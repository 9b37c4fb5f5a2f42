//! Database migrations.
//!
//! Migrations are written with the portable schema DSL so they run against
//! both Postgres (production) and in-memory SQLite (test suites).

use sea_orm_migration::prelude::*;

mod m20260601_000001_initial;
mod m20260601_000002_seed_access_control;

/// The migration runner for Vantra.
pub struct Migrator;

#[async_trait::async_trait]
impl MigratorTrait for Migrator {
    fn migrations() -> Vec<Box<dyn MigrationTrait>> {
        vec![
            Box::new(m20260601_000001_initial::Migration),
            Box::new(m20260601_000002_seed_access_control::Migration),
        ]
    }
}
//! Shared setup for full-router integration tests.
//!
//! Each test builds the real router over its own in-memory SQLite
//! database with migrations applied, and drives it with `oneshot`
//! requests.

use std::sync::Arc;

use axum::Router;
use axum::body::Body;
use axum::http::{Request, StatusCode, header};
use http_body_util::BodyExt;
use sea_orm::Database;
use sea_orm_migration::MigratorTrait;
use serde_json::{Value, json};
use tower::ServiceExt;
use uuid::Uuid;

use vantra_api::services::{AuditService, EventBus};
use vantra_api::{AppState, create_router};
use vantra_db::RoleRepository;
use vantra_db::migration::Migrator;
use vantra_shared::config::{PasswordConfig, RealtimeConfig, SecurityConfig};
use vantra_shared::{JwtConfig, JwtService};

pub const TEST_PASSWORD: &str = "correct-horse-battery";

pub fn test_jwt_config() -> JwtConfig {
    JwtConfig {
        access_secret: "test-access-secret".to_string(),
        refresh_secret: "test-refresh-secret".to_string(),
        issuer: "vantra-test".to_string(),
        access_token_expires_minutes: 15,
        refresh_token_expires_days: 1,
    }
}

pub async fn test_state() -> AppState {
    let db = Database::connect("sqlite::memory:")
        .await
        .expect("Failed to open in-memory database");
    Migrator::up(&db, None)
        .await
        .expect("Failed to run migrations");

    let events = EventBus::new(16);
    let audit = AuditService::new(db.clone(), events.clone());

    AppState {
        db: Arc::new(db),
        jwt_service: Arc::new(JwtService::new(test_jwt_config())),
        audit: Arc::new(audit),
        events,
        password: PasswordConfig::default(),
        security: SecurityConfig::default(),
        realtime: RealtimeConfig::default(),
    }
}

pub async fn test_app() -> (Router, AppState) {
    let state = test_state().await;
    (create_router(state.clone()), state)
}

/// Sends one request and returns the status plus parsed JSON body.
pub async fn send(
    app: &Router,
    method: &str,
    uri: &str,
    token: Option<&str>,
    body: Option<Value>,
) -> (StatusCode, Value) {
    let mut builder = Request::builder().method(method).uri(uri);
    if let Some(token) = token {
        builder = builder.header(header::AUTHORIZATION, format!("Bearer {token}"));
    }
    let request = match body {
        Some(body) => builder
            .header(header::CONTENT_TYPE, "application/json")
            .body(Body::from(body.to_string()))
            .unwrap(),
        None => builder.body(Body::empty()).unwrap(),
    };

    let response = app.clone().oneshot(request).await.unwrap();
    let status = response.status();
    let bytes = response.into_body().collect().await.unwrap().to_bytes();
    let value = if bytes.is_empty() {
        Value::Null
    } else {
        serde_json::from_slice(&bytes).unwrap_or(Value::Null)
    };
    (status, value)
}

/// Registers a user (optionally with a named seeded role) and returns
/// its email.
pub async fn register_user(app: &Router, state: &AppState, role_name: Option<&str>) -> String {
    let role_id = match role_name {
        Some(name) => {
            let repo = RoleRepository::new((*state.db).clone());
            Some(
                repo.find_by_name(name)
                    .await
                    .unwrap()
                    .expect("seeded role exists")
                    .id,
            )
        }
        None => None,
    };

    let email = format!("user-{}@example.com", Uuid::new_v4());
    let (status, _) = send(
        app,
        "POST",
        "/api/v1/auth/register",
        None,
        Some(json!({
            "email": email,
            "password": TEST_PASSWORD,
            "first_name": "Test",
            "last_name": "User",
            "role_id": role_id
        })),
    )
    .await;
    assert_eq!(status, StatusCode::CREATED);
    email
}

/// Logs in and returns `(access_token, refresh_token)`.
pub async fn login(app: &Router, email: &str, password: &str) -> (String, String) {
    let (status, body) = send(
        app,
        "POST",
        "/api/v1/auth/login",
        None,
        Some(json!({ "email": email, "password": password })),
    )
    .await;
    assert_eq!(status, StatusCode::OK, "login failed: {body}");
    (
        body["access_token"].as_str().unwrap().to_string(),
        body["refresh_token"].as_str().unwrap().to_string(),
    )
}
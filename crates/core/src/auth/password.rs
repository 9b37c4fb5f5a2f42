//! Password hashing with Argon2id.
//!
//! Uses the recommended Argon2id variant with secure defaults.

use argon2::{
    Argon2, PasswordHash,
    password_hash::{PasswordHasher, PasswordVerifier, SaltString, rand_core::OsRng},
};
use thiserror::Error;

/// Errors that can occur during password operations.
#[derive(Debug, Error)]
pub enum PasswordError {
    /// Failed to hash password.
    #[error("failed to hash password: {0}")]
    HashError(String),

    /// Failed to verify password.
    #[error("failed to verify password: {0}")]
    VerifyError(String),

    /// Invalid password hash format.
    #[error("invalid password hash format")]
    InvalidHash,
}

/// Hashes a password using Argon2id.
///
/// Returns the hashed password in PHC string format.
///
/// # Errors
///
/// Returns `PasswordError::HashError` if hashing fails.
///
/// # Example
///
/// ```
/// use vantra_core::auth::hash_password;
///
/// let hash = hash_password("my_secure_password").unwrap();
/// assert!(hash.starts_with("$argon2id$"));
/// ```
pub fn hash_password(password: &str) -> Result<String, PasswordError> {
    let salt = SaltString::generate(&mut OsRng);
    let argon2 = Argon2::default();

    argon2
        .hash_password(password.as_bytes(), &salt)
        .map(|hash| hash.to_string())
        .map_err(|e| PasswordError::HashError(e.to_string()))
}

/// Verifies a password against a stored hash.
///
/// Returns `true` if the password matches, `false` otherwise.
///
/// # Errors
///
/// Returns `PasswordError::InvalidHash` if the hash format is invalid.
/// Returns `PasswordError::VerifyError` if verification fails unexpectedly.
///
/// # Example
///
/// ```
/// use vantra_core::auth::{hash_password, verify_password};
///
/// let hash = hash_password("my_password").unwrap();
/// assert!(verify_password("my_password", &hash).unwrap());
/// assert!(!verify_password("wrong_password", &hash).unwrap());
/// ```
pub fn verify_password(password: &str, hash: &str) -> Result<bool, PasswordError> {
    let parsed_hash = PasswordHash::new(hash).map_err(|_| PasswordError::InvalidHash)?;

    let argon2 = Argon2::default();

    match argon2.verify_password(password.as_bytes(), &parsed_hash) {
        Ok(()) => Ok(true),
        Err(argon2::password_hash::Error::Password) => Ok(false),
        Err(e) => Err(PasswordError::VerifyError(e.to_string())),
    }
}
//! Application services with process-scoped lifetime.
//!
//! Explicitly constructed and injected through `AppState` so tests can run
//! isolated instances.

pub mod audit;
pub mod events;

pub use audit::AuditService;
pub use events::{EventBus, RealtimeEvent};
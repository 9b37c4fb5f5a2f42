//! Session repository for database operations.
//!
//! One row per issued access token. The `touch` update is invoked from the
//! request hot path as a detached task and must stay a single narrow
//! update.

use chrono::{DateTime, Utc};
use sea_orm::{
    ActiveModelTrait, ColumnTrait, DatabaseConnection, DbErr, EntityTrait, QueryFilter, QueryOrder,
    Set, sea_query::Expr,
};
use uuid::Uuid;

use crate::entities::sessions;
use crate::repositories::hash_token;

/// Session repository for open/touch/terminate operations.
#[derive(Debug, Clone)]
pub struct SessionRepository {
    db: DatabaseConnection,
}

impl SessionRepository {
    /// Creates a new session repository.
    #[must_use]
    pub const fn new(db: DatabaseConnection) -> Self {
        Self { db }
    }

    /// Opens a session for a freshly issued access token.
    ///
    /// `expires_at` derives from the configured session timeout, which is
    /// distinct from the access-token expiry.
    ///
    /// # Errors
    ///
    /// Returns an error if the database insert fails.
    pub async fn open(
        &self,
        user_id: Uuid,
        access_token: &str,
        ip_address: Option<&str>,
        user_agent: Option<&str>,
        expires_at: DateTime<Utc>,
    ) -> Result<sessions::Model, DbErr> {
        let now = Utc::now();
        sessions::ActiveModel {
            id: Set(Uuid::new_v4()),
            user_id: Set(user_id),
            token_hash: Set(hash_token(access_token)),
            ip_address: Set(ip_address.map(String::from)),
            user_agent: Set(user_agent.map(String::from)),
            is_active: Set(true),
            created_at: Set(now),
            last_activity_at: Set(now),
            expires_at: Set(expires_at),
        }
        .insert(&self.db)
        .await
    }

    /// Advances `last_activity_at` for the session matching this token.
    ///
    /// Returns the number of rows updated; zero is not an error (the
    /// session may already be closed).
    ///
    /// # Errors
    ///
    /// Returns an error if the database update fails.
    pub async fn touch(&self, access_token: &str, user_id: Uuid) -> Result<u64, DbErr> {
        let result = sessions::Entity::update_many()
            .col_expr(sessions::Column::LastActivityAt, Expr::value(Utc::now()))
            .filter(sessions::Column::TokenHash.eq(hash_token(access_token)))
            .filter(sessions::Column::UserId.eq(user_id))
            .filter(sessions::Column::IsActive.eq(true))
            .exec(&self.db)
            .await?;
        Ok(result.rows_affected)
    }

    /// Lists a user's active, unexpired sessions, most recent activity
    /// first.
    ///
    /// # Errors
    ///
    /// Returns an error if the database query fails.
    pub async fn list_active(&self, user_id: Uuid) -> Result<Vec<sessions::Model>, DbErr> {
        sessions::Entity::find()
            .filter(sessions::Column::UserId.eq(user_id))
            .filter(sessions::Column::IsActive.eq(true))
            .filter(sessions::Column::ExpiresAt.gt(Utc::now()))
            .order_by_desc(sessions::Column::LastActivityAt)
            .all(&self.db)
            .await
    }

    /// Terminates a session, ownership-scoped.
    ///
    /// Returns false when no matching active session exists for this user.
    ///
    /// # Errors
    ///
    /// Returns an error if the database update fails.
    pub async fn terminate(&self, session_id: Uuid, user_id: Uuid) -> Result<bool, DbErr> {
        let result = sessions::Entity::update_many()
            .col_expr(sessions::Column::IsActive, Expr::value(false))
            .filter(sessions::Column::Id.eq(session_id))
            .filter(sessions::Column::UserId.eq(user_id))
            .filter(sessions::Column::IsActive.eq(true))
            .exec(&self.db)
            .await?;
        Ok(result.rows_affected > 0)
    }

    /// Terminates every active session for a user, optionally sparing one.
    ///
    /// # Errors
    ///
    /// Returns an error if the database update fails.
    pub async fn terminate_all(
        &self,
        user_id: Uuid,
        except_session_id: Option<Uuid>,
    ) -> Result<u64, DbErr> {
        let mut query = sessions::Entity::update_many()
            .col_expr(sessions::Column::IsActive, Expr::value(false))
            .filter(sessions::Column::UserId.eq(user_id))
            .filter(sessions::Column::IsActive.eq(true));
        if let Some(except) = except_session_id {
            query = query.filter(sessions::Column::Id.ne(except));
        }

        let result = query.exec(&self.db).await?;
        Ok(result.rows_affected)
    }

    /// Closes the session matching a presented access token (logout).
    ///
    /// # Errors
    ///
    /// Returns an error if the database update fails.
    pub async fn close_by_token(&self, access_token: &str, user_id: Uuid) -> Result<bool, DbErr> {
        let result = sessions::Entity::update_many()
            .col_expr(sessions::Column::IsActive, Expr::value(false))
            .filter(sessions::Column::TokenHash.eq(hash_token(access_token)))
            .filter(sessions::Column::UserId.eq(user_id))
            .filter(sessions::Column::IsActive.eq(true))
            .exec(&self.db)
            .await?;
        Ok(result.rows_affected > 0)
    }

    /// Deletes expired rows (maintenance).
    ///
    /// # Errors
    ///
    /// Returns an error if the database delete fails.
    pub async fn cleanup_expired(&self) -> Result<u64, DbErr> {
        let result = sessions::Entity::delete_many()
            .filter(sessions::Column::ExpiresAt.lt(Utc::now()))
            .exec(&self.db)
            .await?;
        Ok(result.rows_affected)
    }
}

- - -

== TASK DIRECTIONS ==
Copy every line in the listing above where the string "DateTime" turns up.

== WRITTEN SOLUTION ==
use chrono::{DateTime, Utc};
        expires_at: DateTime<Utc>,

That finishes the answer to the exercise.